=== Data for review ===
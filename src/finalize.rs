//! Client-level request finalization.
//!
//! The last mutation a request undergoes before encoding. Everything
//! here depends on the client's options and its connection, so it
//! runs inside the client, not the pool.

use base64::prelude::*;

use crate::client::{ClientOptions, Credentials};
use crate::request::Request;

/// Apply client-level fixes, in order: compression advertisement,
/// configured default fields, credentials, `Host`, `Content-Length`.
///
/// `Host` is applied after the defaults so a user-supplied default
/// can never override it.
pub(crate) fn finalize_request(mut req: Request, options: &ClientOptions) -> Request {
    if options.compression && !req.header.contains("Accept-Encoding") {
        req.header.append("Accept-Encoding", "gzip");
    }

    // prepend the default fields as a block, preserving their
    // configured order
    for (name, value) in options.header.iter().rev() {
        req.header.add(name, value);
    }

    if let Some(credentials) = &options.credentials {
        req.header
            .add_if_missing("Authorization", authorization_value(credentials));
    }

    req.header.set("Host", host_value(options));

    if !req.body.is_empty()
        && !req.header.contains("Content-Length")
        && !req.header.contains("Transfer-Encoding")
    {
        req.header.append("Content-Length", req.body.len().to_string());
    }

    req
}

/// `host` or `host:port`, the port elided when it is the transport
/// default.
fn host_value(options: &ClientOptions) -> String {
    if options.port == options.transport.default_port() {
        options.host.clone()
    } else {
        format!("{}:{}", options.host, options.port)
    }
}

fn authorization_value(credentials: &Credentials) -> String {
    match credentials {
        Credentials::Basic { user, password } => {
            format!("Basic {}", BASE64_STANDARD.encode(format!("{user}:{password}")))
        }
    }
}

#[cfg(test)]
mod tests {
    use crate::connect::Transport;
    use crate::header::HeaderSet;

    use super::*;

    fn options() -> ClientOptions {
        ClientOptions {
            host: "example.com".into(),
            ..ClientOptions::default()
        }
    }

    #[test]
    fn advertises_gzip_when_compression_is_enabled() {
        let mut opts = options();
        opts.compression = true;

        let req = finalize_request(Request::get("/"), &opts);
        assert_eq!(req.header.find("Accept-Encoding"), Some("gzip"));

        let user_req = Request::get("/").with_header("Accept-Encoding", "identity");
        let req = finalize_request(user_req, &opts);
        assert_eq!(req.header.find_all("Accept-Encoding"), vec!["identity"]);
    }

    #[test]
    fn prepends_default_fields_in_configured_order() {
        let mut opts = options();
        opts.header = HeaderSet::from_iter([("User-Agent", "gannet"), ("X-A", "1")]);

        let req = finalize_request(Request::get("/").with_header("X-B", "2"), &opts);
        let names: Vec<_> = req.header.iter().map(|(n, _)| n).collect();
        assert_eq!(names, vec!["Host", "User-Agent", "X-A", "X-B"]);
    }

    #[test]
    fn host_elides_default_ports() {
        let mut opts = options();
        opts.port = 80;
        let req = finalize_request(Request::get("/"), &opts);
        assert_eq!(req.header.find("Host"), Some("example.com"));

        opts.port = 8080;
        let req = finalize_request(Request::get("/"), &opts);
        assert_eq!(req.header.find("Host"), Some("example.com:8080"));

        opts.transport = Transport::Tls;
        opts.port = 443;
        let req = finalize_request(Request::get("/"), &opts);
        assert_eq!(req.header.find("Host"), Some("example.com"));
    }

    #[test]
    fn host_wins_over_user_supplied_defaults() {
        let mut opts = options();
        opts.header = HeaderSet::from_iter([("Host", "spoofed.example")]);

        let req = finalize_request(Request::get("/"), &opts);
        assert_eq!(req.header.find_all("Host"), vec!["example.com"]);
    }

    #[test]
    fn adds_content_length_for_non_empty_bodies() {
        let req = finalize_request(Request::get("/"), &options());
        assert!(!req.header.contains("Content-Length"));

        let req = finalize_request(Request::get("/").with_body("hello"), &options());
        assert_eq!(req.header.find("Content-Length"), Some("5"));
    }

    #[test]
    fn never_combines_content_length_with_chunked() {
        let user_req = Request::get("/")
            .with_header("Transfer-Encoding", "chunked")
            .with_body("hello");
        let req = finalize_request(user_req, &options());
        assert!(!req.header.contains("Content-Length"));
    }

    #[test]
    fn injects_basic_credentials_without_overriding() {
        let mut opts = options();
        opts.credentials = Some(Credentials::Basic {
            user: "alice".into(),
            password: "s3cret".into(),
        });

        let req = finalize_request(Request::get("/"), &opts);
        assert_eq!(
            req.header.find("Authorization"),
            Some("Basic YWxpY2U6czNjcmV0")
        );

        let user_req = Request::get("/").with_header("Authorization", "Bearer tok");
        let req = finalize_request(user_req, &opts);
        assert_eq!(req.header.find_all("Authorization"), vec!["Bearer tok"]);
    }
}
===
## Work task
Pull out each record as written and restate it exactly.

## Output of the task
filename src/finalize.rs
//! Client-level request finalization.
//!
//! The last mutation a request undergoes before encoding. Everything
//! here depends on the client's options and its connection, so it
//! runs inside the client, not the pool.

use base64::prelude::*;

use crate::client::{ClientOptions, Credentials};
use crate::request::Request;

/// Apply client-level fixes, in order: compression advertisement,
/// configured default fields, credentials, `Host`, `Content-Length`.
///
/// `Host` is applied after the defaults so a user-supplied default
/// can never override it.
pub(crate) fn finalize_request(mut req: Request, options: &ClientOptions) -> Request {
    if options.compression && !req.header.contains("Accept-Encoding") {
        req.header.append("Accept-Encoding", "gzip");
    }

    // prepend the default fields as a block, preserving their
    // configured order
    for (name, value) in options.header.iter().rev() {
        req.header.add(name, value);
    }

    if let Some(credentials) = &options.credentials {
        req.header
            .add_if_missing("Authorization", authorization_value(credentials));
    }

    req.header.set("Host", host_value(options));

    if !req.body.is_empty()
        && !req.header.contains("Content-Length")
        && !req.header.contains("Transfer-Encoding")
    {
        req.header.append("Content-Length", req.body.len().to_string());
    }

    req
}

/// `host` or `host:port`, the port elided when it is the transport
/// default.
fn host_value(options: &ClientOptions) -> String {
    if options.port == options.transport.default_port() {
        options.host.clone()
    } else {
        format!("{}:{}", options.host, options.port)
    }
}

fn authorization_value(credentials: &Credentials) -> String {
    match credentials {
        Credentials::Basic { user, password } => {
            format!("Basic {}", BASE64_STANDARD.encode(format!("{user}:{password}")))
        }
    }
}

#[cfg(test)]
mod tests {
    use crate::connect::Transport;
    use crate::header::HeaderSet;

    use super::*;

    fn options() -> ClientOptions {
        ClientOptions {
            host: "example.com".into(),
            ..ClientOptions::default()
        }
    }

    #[test]
    fn advertises_gzip_when_compression_is_enabled() {
        let mut opts = options();
        opts.compression = true;

        let req = finalize_request(Request::get("/"), &opts);
        assert_eq!(req.header.find("Accept-Encoding"), Some("gzip"));

        let user_req = Request::get("/").with_header("Accept-Encoding", "identity");
        let req = finalize_request(user_req, &opts);
        assert_eq!(req.header.find_all("Accept-Encoding"), vec!["identity"]);
    }

    #[test]
    fn prepends_default_fields_in_configured_order() {
        let mut opts = options();
        opts.header = HeaderSet::from_iter([("User-Agent", "gannet"), ("X-A", "1")]);

        let req = finalize_request(Request::get("/").with_header("X-B", "2"), &opts);
        let names: Vec<_> = req.header.iter().map(|(n, _)| n).collect();
        assert_eq!(names, vec!["Host", "User-Agent", "X-A", "X-B"]);
    }

    #[test]
    fn host_elides_default_ports() {
        let mut opts = options();
        opts.port = 80;
        let req = finalize_request(Request::get("/"), &opts);
        assert_eq!(req.header.find("Host"), Some("example.com"));

        opts.port = 8080;
        let req = finalize_request(Request::get("/"), &opts);
        assert_eq!(req.header.find("Host"), Some("example.com:8080"));

        opts.transport = Transport::Tls;
        opts.port = 443;
        let req = finalize_request(Request::get("/"), &opts);
        assert_eq!(req.header.find("Host"), Some("example.com"));
    }

    #[test]
    fn host_wins_over_user_supplied_defaults() {
        let mut opts = options();
        opts.header = HeaderSet::from_iter([("Host", "spoofed.example")]);

        let req = finalize_request(Request::get("/"), &opts);
        assert_eq!(req.header.find_all("Host"), vec!["example.com"]);
    }

    #[test]
    fn adds_content_length_for_non_empty_bodies() {
        let req = finalize_request(Request::get("/"), &options());
        assert!(!req.header.contains("Content-Length"));

        let req = finalize_request(Request::get("/").with_body("hello"), &options());
        assert_eq!(req.header.find("Content-Length"), Some("5"));
    }

    #[test]
    fn never_combines_content_length_with_chunked() {
        let user_req = Request::get("/")
            .with_header("Transfer-Encoding", "chunked")
            .with_body("hello");
        let req = finalize_request(user_req, &options());
        assert!(!req.header.contains("Content-Length"));
    }

    #[test]
    fn injects_basic_credentials_without_overriding() {
        let mut opts = options();
        opts.credentials = Some(Credentials::Basic {
            user: "alice".into(),
            password: "s3cret".into(),
        });

        let req = finalize_request(Request::get("/"), &opts);
        assert_eq!(
            req.header.find("Authorization"),
            Some("Basic YWxpY2U6czNjcmV0")
        );

        let user_req = Request::get("/").with_header("Authorization", "Bearer tok");
        let req = finalize_request(user_req, &opts);
        assert_eq!(req.header.find_all("Authorization"), vec!["Bearer tok"]);
    }
}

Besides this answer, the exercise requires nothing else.